Aller au contenu

Page:Dostoïevski - L’Idiot, tome 2.djvu/51

La bibliothèque libre.
Cette page a été validée par deux contributeurs.

II

Le prince s’approcha tout à coup de Radomsky.

— Eugène Pavlitch, dit-il avec une chaleur étrange en lui saisissant la main, — soyez sûr que je vous considère, malgré tout, comme l’homme le plus noble et le meilleur ; soyez-en persuadé…

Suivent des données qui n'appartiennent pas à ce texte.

// ============================================================================
// TESTING - Dobles en memoria del selector y del nodo RPC
// ============================================================================
// Un `FakeChain` compartido hace de estado del contrato: los métodos
// `set_<clave>` escriben `args.value` y los `get_<clave>` lo leen.
// ============================================================================

use std::cell::{Cell, RefCell};
use std::collections::BTreeMap;
use std::rc::Rc;

use async_trait::async_trait;
use serde_json::Value;

use crate::error::{WalletError, RPC_SERVER_ERROR};
use crate::models::{
    AccountState, Action, CallFunctionQuery, CodeResult, FinalExecutionOutcome, FinalExecutionStatus,
    NetworkInfo, Transaction,
};
use crate::services::rpc_client::RpcProvider;
use crate::services::wallet_selector::WalletSelector;

#[derive(Clone, Default)]
pub struct FakeChain {
    state: Rc<RefCell<BTreeMap<String, Value>>>,
}

impl FakeChain {
    pub fn set(&self, key: &str, value: Value) {
        self.state.borrow_mut().insert(key.to_string(), value);
    }

    pub fn get(&self, key: &str) -> Option<Value> {
        self.state.borrow().get(key).cloned()
    }
}

enum OutcomeMode {
    ApplyToChain,
    Fixed(FinalExecutionOutcome),
    Missing,
}

pub struct FakeSelector {
    network: NetworkInfo,
    accounts: RefCell<Vec<AccountState>>,
    chain: FakeChain,
    outcome: OutcomeMode,
    fail_sign_out: bool,
    fail_accounts: bool,
    sent: RefCell<Vec<Transaction>>,
    modal_requests: RefCell<Vec<String>>,
    sign_outs: Cell<usize>,
}

impl FakeSelector {
    pub fn with_accounts(accounts: Vec<AccountState>) -> Self {
        Self {
            network: NetworkInfo::new("testnet", "https://rpc.testnet.near.org"),
            accounts: RefCell::new(accounts),
            chain: FakeChain::default(),
            outcome: OutcomeMode::ApplyToChain,
            fail_sign_out: false,
            fail_accounts: false,
            sent: RefCell::new(Vec::new()),
            modal_requests: RefCell::new(Vec::new()),
            sign_outs: Cell::new(0),
        }
    }

    pub fn signed_in(account_id: &str) -> Self {
        Self::with_accounts(vec![AccountState::new(account_id, true)])
    }

    pub fn signed_out() -> Self {
        Self::with_accounts(Vec::new())
    }

    pub fn with_chain(mut self, chain: FakeChain) -> Self {
        self.chain = chain;
        self
    }

    pub fn with_outcome(mut self, outcome: FinalExecutionOutcome) -> Self {
        self.outcome = OutcomeMode::Fixed(outcome);
        self
    }

    pub fn without_outcome(mut self) -> Self {
        self.outcome = OutcomeMode::Missing;
        self
    }

    pub fn failing_sign_out(mut self) -> Self {
        self.fail_sign_out = true;
        self
    }

    pub fn failing_accounts(mut self) -> Self {
        self.fail_accounts = true;
        self
    }

    pub fn sent_transactions(&self) -> Vec<Transaction> {
        self.sent.borrow().clone()
    }

    pub fn modal_requests(&self) -> Vec<String> {
        self.modal_requests.borrow().clone()
    }

    pub fn sign_out_count(&self) -> usize {
        self.sign_outs.get()
    }

    fn apply(&self, transaction: &Transaction) {
        for Action::FunctionCall(params) in &transaction.actions {
            if let Some(key) = params.method_name.strip_prefix("set_") {
                let value = params.args.get("value").cloned().unwrap_or(Value::Null);
                self.chain.set(key, value);
            }
        }
    }
}

#[async_trait(?Send)]
impl WalletSelector for FakeSelector {
    fn network(&self) -> &NetworkInfo {
        &self.network
    }

    fn accounts(&self) -> Result<Vec<AccountState>, WalletError> {
        if self.fail_accounts {
            return Err(WalletError::Selector("accounts unreadable".to_string()));
        }
        Ok(self.accounts.borrow().clone())
    }

    fn show_modal(&self, contract_id: &str) -> Result<(), WalletError> {
        self.modal_requests.borrow_mut().push(contract_id.to_string());
        Ok(())
    }

    async fn sign_out(&self) -> Result<(), WalletError> {
        self.sign_outs.set(self.sign_outs.get() + 1);
        if self.fail_sign_out {
            return Err(WalletError::SignOut("wallet unavailable".to_string()));
        }
        self.accounts.borrow_mut().clear();
        Ok(())
    }

    async fn sign_and_send_transaction(
        &self,
        transaction: Transaction,
    ) -> Result<Option<FinalExecutionOutcome>, WalletError> {
        if !self.accounts.borrow().iter().any(|a| a.active) {
            return Err(WalletError::NoWallet);
        }
        self.sent.borrow_mut().push(transaction.clone());
        match &self.outcome {
            OutcomeMode::ApplyToChain => {
                self.apply(&transaction);
                Ok(Some(FinalExecutionOutcome::with_status(
                    FinalExecutionStatus::SuccessValue(String::new()),
                )))
            }
            OutcomeMode::Fixed(outcome) => Ok(Some(outcome.clone())),
            OutcomeMode::Missing => Ok(None),
        }
    }
}

pub struct FakeProvider {
    chain: FakeChain,
    failure: Option<String>,
    queries: RefCell<Vec<CallFunctionQuery>>,
}

impl FakeProvider {
    pub fn new(chain: FakeChain) -> Self {
        Self {
            chain,
            failure: None,
            queries: RefCell::new(Vec::new()),
        }
    }

    pub fn failing(mut self, message: &str) -> Self {
        self.failure = Some(message.to_string());
        self
    }

    pub fn chain(&self) -> &FakeChain {
        &self.chain
    }

    pub fn last_query(&self) -> Option<CallFunctionQuery> {
        self.queries.borrow().last().cloned()
    }
}

#[async_trait(?Send)]
impl RpcProvider for FakeProvider {
    async fn query_call_function(&self, query: &CallFunctionQuery) -> Result<CodeResult, WalletError> {
        self.queries.borrow_mut().push(query.clone());
        if let Some(message) = &self.failure {
            return Err(WalletError::Rpc {
                code: RPC_SERVER_ERROR,
                message: message.clone(),
            });
        }
        let key = query.method_name.strip_prefix("get_").ok_or_else(|| WalletError::Rpc {
            code: RPC_SERVER_ERROR,
            message: format!("MethodNotFound: {}", query.method_name),
        })?;
        let value = self.chain.get(key).unwrap_or(Value::Null);
        Ok(CodeResult {
            result: serde_json::to_vec(&value)?,
            logs: Vec::new(),
            block_height: 1,
            block_hash: "fake".to_string(),
        })
    }
}
// ============================================================================
// CREATE PROJECT - Formulario contra el project-factory
// ============================================================================
// El factory crea la subcuenta `{project_id}.{factory}`, le despliega el
// contrato del proyecto y cobra el storage del depósito adjunto.
// ============================================================================

use serde_json::{json, Value};
use thiserror::Error;
use web_sys::{HtmlInputElement, HtmlTextAreaElement};
use yew::prelude::*;

use crate::config::CONFIG;
use crate::error::WalletError;
use crate::hooks::use_wallet;
use crate::models::{CallRequest, ViewRequest};
use crate::utils::constants::CREATE_PROJECT_GAS;
use crate::utils::format::{format_near_amount, parse_near_amount};
use crate::views::auth::LoginButton;

const MAX_ACCOUNT_ID_LEN: usize = 64;
const MIN_PROJECT_ID_LEN: usize = 2;
const DEFAULT_DEPOSIT: &str = "5";

#[derive(Debug, Clone, PartialEq, Eq, Error)]
pub enum ProjectFormError {
    #[error("El id del proyecto debe tener al menos 2 caracteres")]
    TooShort,
    #[error("La cuenta {0} supera los 64 caracteres")]
    TooLong(String),
    #[error("Carácter no permitido: '{0}' (solo minúsculas, dígitos, '-' y '_')")]
    InvalidCharacter(char),
    #[error("'-' y '_' no pueden ir al principio, al final ni seguidos")]
    MisplacedSeparator,
    #[error(transparent)]
    Amount(#[from] WalletError),
}

/// Valida `project_id` como segmento de subcuenta de `factory_id`
pub fn validate_project_id(project_id: &str, factory_id: &str) -> Result<(), ProjectFormError> {
    if project_id.len() < MIN_PROJECT_ID_LEN {
        return Err(ProjectFormError::TooShort);
    }
    if let Some(c) = project_id
        .chars()
        .find(|c| !(c.is_ascii_lowercase() || c.is_ascii_digit() || *c == '-' || *c == '_'))
    {
        return Err(ProjectFormError::InvalidCharacter(c));
    }

    let is_separator = |c: char| c == '-' || c == '_';
    let starts_or_ends = project_id.starts_with(is_separator) || project_id.ends_with(is_separator);
    let doubled = project_id
        .chars()
        .zip(project_id.chars().skip(1))
        .any(|(a, b)| is_separator(a) && is_separator(b));
    if starts_or_ends || doubled {
        return Err(ProjectFormError::MisplacedSeparator);
    }

    let account_id = project_account_id(project_id, factory_id);
    if account_id.len() > MAX_ACCOUNT_ID_LEN {
        return Err(ProjectFormError::TooLong(account_id));
    }
    Ok(())
}

pub fn project_account_id(project_id: &str, factory_id: &str) -> String {
    format!("{}.{}", project_id, factory_id)
}

/// "1,000.50" -> "1,000.5 NEAR"; None si el importe no es válido
pub fn deposit_preview(deposit: &str) -> Option<String> {
    let yocto = parse_near_amount(deposit).ok()?;
    format_near_amount(&yocto, 5).ok().map(|near| format!("{} NEAR", near))
}

#[derive(Debug, Clone, PartialEq, Eq)]
pub struct ProjectForm {
    pub project_id: String,
    pub description: String,
    /// NEAR, decimal
    pub deposit: String,
}

impl Default for ProjectForm {
    fn default() -> Self {
        Self {
            project_id: String::new(),
            description: String::new(),
            deposit: DEFAULT_DEPOSIT.to_string(),
        }
    }
}

impl ProjectForm {
    /// Llamada a `create_factory_subaccount_and_deploy` del factory
    pub fn to_call_request(&self, factory_id: &str) -> Result<CallRequest, ProjectFormError> {
        let project_id = self.project_id.trim();
        validate_project_id(project_id, factory_id)?;
        parse_near_amount(&self.deposit)?;

        Ok(CallRequest::new(factory_id, "create_factory_subaccount_and_deploy")
            .with_args(json!({
                "project_id": project_id,
                "_description": self.description.trim(),
                "public_key": Value::Null,
            }))
            .with_gas(CREATE_PROJECT_GAS)
            .with_deposit(self.deposit.trim()))
    }
}

#[derive(Debug, Clone, PartialEq)]
enum SubmitStatus {
    Idle,
    Submitting,
    Created { account_id: String, result: Option<String> },
    Failed(String),
}

#[function_component(CreateProjectPage)]
pub fn create_project_page() -> Html {
    let store = use_wallet();
    let factory_id = CONFIG.contract_id.clone();
    let form = use_state(ProjectForm::default);
    let status = use_state(|| SubmitStatus::Idle);
    let projects = use_state(|| None::<Vec<String>>);
    let refresh = use_state(|| 0u32);
    let methods_ready = store.methods().is_some();

    // Lista de proyectos: al tener métodos y después de cada creación
    {
        let store = store.clone();
        let projects = projects.clone();
        let factory_id = factory_id.clone();
        use_effect_with((methods_ready, *refresh), move |(ready, _)| {
            if *ready {
                wasm_bindgen_futures::spawn_local(async move {
                    let request = ViewRequest::new(factory_id, "view_contracts");
                    let listed = store
                        .view_method(request)
                        .await
                        .and_then(|value| serde_json::from_value::<Vec<String>>(value).map_err(WalletError::from));
                    match listed {
                        Ok(list) => {
                            log::info!("📋 [PROJECTS] {} proyectos", list.len());
                            projects.set(Some(list));
                        }
                        Err(e) => store.report_error(&e),
                    }
                });
            }
            || ()
        });
    }

    let on_project_id = {
        let form = form.clone();
        Callback::from(move |e: InputEvent| {
            let input: HtmlInputElement = e.target_unchecked_into();
            let mut next = (*form).clone();
            next.project_id = input.value();
            form.set(next);
        })
    };

    let on_description = {
        let form = form.clone();
        Callback::from(move |e: InputEvent| {
            let input: HtmlTextAreaElement = e.target_unchecked_into();
            let mut next = (*form).clone();
            next.description = input.value();
            form.set(next);
        })
    };

    let on_deposit = {
        let form = form.clone();
        Callback::from(move |e: InputEvent| {
            let input: HtmlInputElement = e.target_unchecked_into();
            let mut next = (*form).clone();
            next.deposit = input.value();
            form.set(next);
        })
    };

    let on_submit = {
        let store = store.clone();
        let form = form.clone();
        let status = status.clone();
        let refresh = refresh.clone();
        let factory_id = factory_id.clone();
        Callback::from(move |e: SubmitEvent| {
            e.prevent_default();

            let request = match form.to_call_request(&factory_id) {
                Ok(request) => request,
                Err(e) => {
                    status.set(SubmitStatus::Failed(e.to_string()));
                    return;
                }
            };
            let account_id = project_account_id(form.project_id.trim(), &factory_id);
            status.set(SubmitStatus::Submitting);

            let store = store.clone();
            let status = status.clone();
            let refresh = refresh.clone();
            wasm_bindgen_futures::spawn_local(async move {
                match store.call_method(request).await {
                    Ok(result) => {
                        log::info!("✅ [PROJECTS] Proyecto creado: {}", account_id);
                        status.set(SubmitStatus::Created {
                            account_id,
                            result: result.map(|value| value.to_string()),
                        });
                        refresh.set(*refresh + 1);
                    }
                    Err(e) => {
                        store.report_error(&e);
                        status.set(SubmitStatus::Failed(e.to_string()));
                    }
                }
            });
        })
    };

    if !store.is_signed_in() {
        return html! {
            <section class="create-project">
                <h1>{"Crear proyecto"}</h1>
                <p>{"Inicia sesión con tu wallet NEAR para crear un proyecto."}</p>
                <LoginButton />
            </section>
        };
    }

    let submitting = *status == SubmitStatus::Submitting;
    let preview = deposit_preview(&form.deposit);

    html! {
        <section class="create-project">
            <h1>{"Crear proyecto"}</h1>
            <form class="project-form" onsubmit={on_submit}>
                <div class="form-group">
                    <label for="project-id">{"Id del proyecto"}</label>
                    <input
                        type="text"
                        id="project-id"
                        placeholder="mi-proyecto"
                        value={form.project_id.clone()}
                        oninput={on_project_id}
                        required=true
                    />
                    <small class="hint">
                        { project_account_id(if form.project_id.is_empty() { "…" } else { form.project_id.trim() }, &factory_id) }
                    </small>
                </div>

                <div class="form-group">
                    <label for="project-description">{"Descripción"}</label>
                    <textarea
                        id="project-description"
                        value={form.description.clone()}
                        oninput={on_description}
                    />
                </div>

                <div class="form-group">
                    <label for="project-deposit">{"Depósito (NEAR)"}</label>
                    <input
                        type="text"
                        id="project-deposit"
                        inputmode="decimal"
                        value={form.deposit.clone()}
                        oninput={on_deposit}
                    />
                    <small class="hint">
                        { preview.unwrap_or_else(|| "Importe no válido".to_string()) }
                    </small>
                </div>

                <button type="submit" class="btn-primary" disabled={submitting}>
                    { if submitting { "Enviando…" } else { "Crear proyecto" } }
                </button>
            </form>

            {
                match &*status {
                    SubmitStatus::Idle | SubmitStatus::Submitting => html! {},
                    SubmitStatus::Created { account_id, result } => html! {
                        <p class="status-ok">
                            { format!("Proyecto {} creado", account_id) }
                            if let Some(result) = result {
                                <code>{ result.clone() }</code>
                            }
                        </p>
                    },
                    SubmitStatus::Failed(message) => html! {
                        <p class="status-error">{ message.clone() }</p>
                    },
                }
            }

            <section class="project-list">
                <h2>{"Proyectos existentes"}</h2>
                {
                    match &*projects {
                        None => html! { <p class="hint">{"Cargando…"}</p> },
                        Some(list) if list.is_empty() => html! { <p class="hint">{"Todavía no hay proyectos"}</p> },
                        Some(list) => html! {
                            <ul>
                                { for list.iter().map(|account| html! { <li key={account.clone()}>{ account.clone() }</li> }) }
                            </ul>
                        },
                    }
                }
            </section>
        </section>
    }
}

#[cfg(test)]
mod tests {
    use super::*;

    const FACTORY: &str = "factory.testnet";

    #[test]
    fn valid_project_ids_pass() {
        for id in ["ab", "my-project", "proj_2024", "a1-b2_c3"] {
            assert_eq!(validate_project_id(id, FACTORY), Ok(()), "{id}");
        }
    }

    #[test]
    fn invalid_project_ids_are_rejected() {
        assert_eq!(validate_project_id("a", FACTORY), Err(ProjectFormError::TooShort));
        assert_eq!(
            validate_project_id("My-Project", FACTORY),
            Err(ProjectFormError::InvalidCharacter('M'))
        );
        assert_eq!(
            validate_project_id("a.b", FACTORY),
            Err(ProjectFormError::InvalidCharacter('.'))
        );
        for id in ["-ab", "ab_", "a--b", "a-_b"] {
            assert_eq!(
                validate_project_id(id, FACTORY),
                Err(ProjectFormError::MisplacedSeparator),
                "{id}"
            );
        }
        let long = "a".repeat(60);
        assert!(matches!(
            validate_project_id(&long, FACTORY),
            Err(ProjectFormError::TooLong(_))
        ));
    }

    #[test]
    fn form_builds_factory_call() {
        let form = ProjectForm {
            project_id: " my-project ".into(),
            description: "Subasta de prueba".into(),
            deposit: "2.5".into(),
        };
        let request = form.to_call_request(FACTORY).unwrap();
        assert_eq!(request.contract_id, FACTORY);
        assert_eq!(request.method, "create_factory_subaccount_and_deploy");
        assert_eq!(request.gas, CREATE_PROJECT_GAS);
        assert_eq!(request.deposit, "2.5");
        assert_eq!(
            request.args,
            json!({
                "project_id": "my-project",
                "_description": "Subasta de prueba",
                "public_key": null
            })
        );
    }

    #[test]
    fn form_rejects_bad_deposit() {
        let form = ProjectForm {
            project_id: "my-project".into(),
            deposit: "cinco".into(),
            ..ProjectForm::default()
        };
        assert!(matches!(
            form.to_call_request(FACTORY),
            Err(ProjectFormError::Amount(WalletError::InvalidAmount(_)))
        ));
    }

    #[test]
    fn deposit_preview_normalizes_amounts() {
        assert_eq!(deposit_preview("1,000.50").as_deref(), Some("1,000.5 NEAR"));
        assert_eq!(deposit_preview("5").as_deref(), Some("5 NEAR"));
        assert_eq!(deposit_preview("x"), None);
    }
}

L’étonnement d’Eugène Pavlovitch fut tel qu’il recula d’un pas. Durant un instant il lutta contre une violente envie de rire, mais, en examinant mieux le prince, il remarqua que celui-ci ne paraissait pas avoir conscience de ses actes, ou, du moins, se trouvait dans un état particulier.

— Je parie, prince, s’écria-t-il, — que vous ne vouliez pas du tout me dire cela, ni même peut-être m’adresser la parole… Mais qu’avez-vous ? Ne vous sentez-vous pas mal ?

— Peut-être, c’est fort possible, et vous avez très-finement observé que je ne voulais peut-être pas vous parler !

En prononçant ces mots, le prince avait sur les lèvres un sourire étrange et même ridicule, mais soudain il poursuivit avec véhémence :

— Ne me rappelez pas la conduite que j’ai tenue avant-hier ! J’en suis profondément honteux… Je sais que je suis coupable…

— Mais… mais quel crime si affreux avez-vous donc commis ?

— Je vois que vous en êtes peut-être plus honteux pour moi que personne, Eugène Pavlovitch ; vous rougissez, c’est la marque d’un excellent cœur. Je vais partir tout de suite, soyez-en sûr.

— Mais qu’est-ce qu’il a ? C’est ainsi que commencent ses accès, n’est-ce pas ? demanda à Kolia la générale effrayée.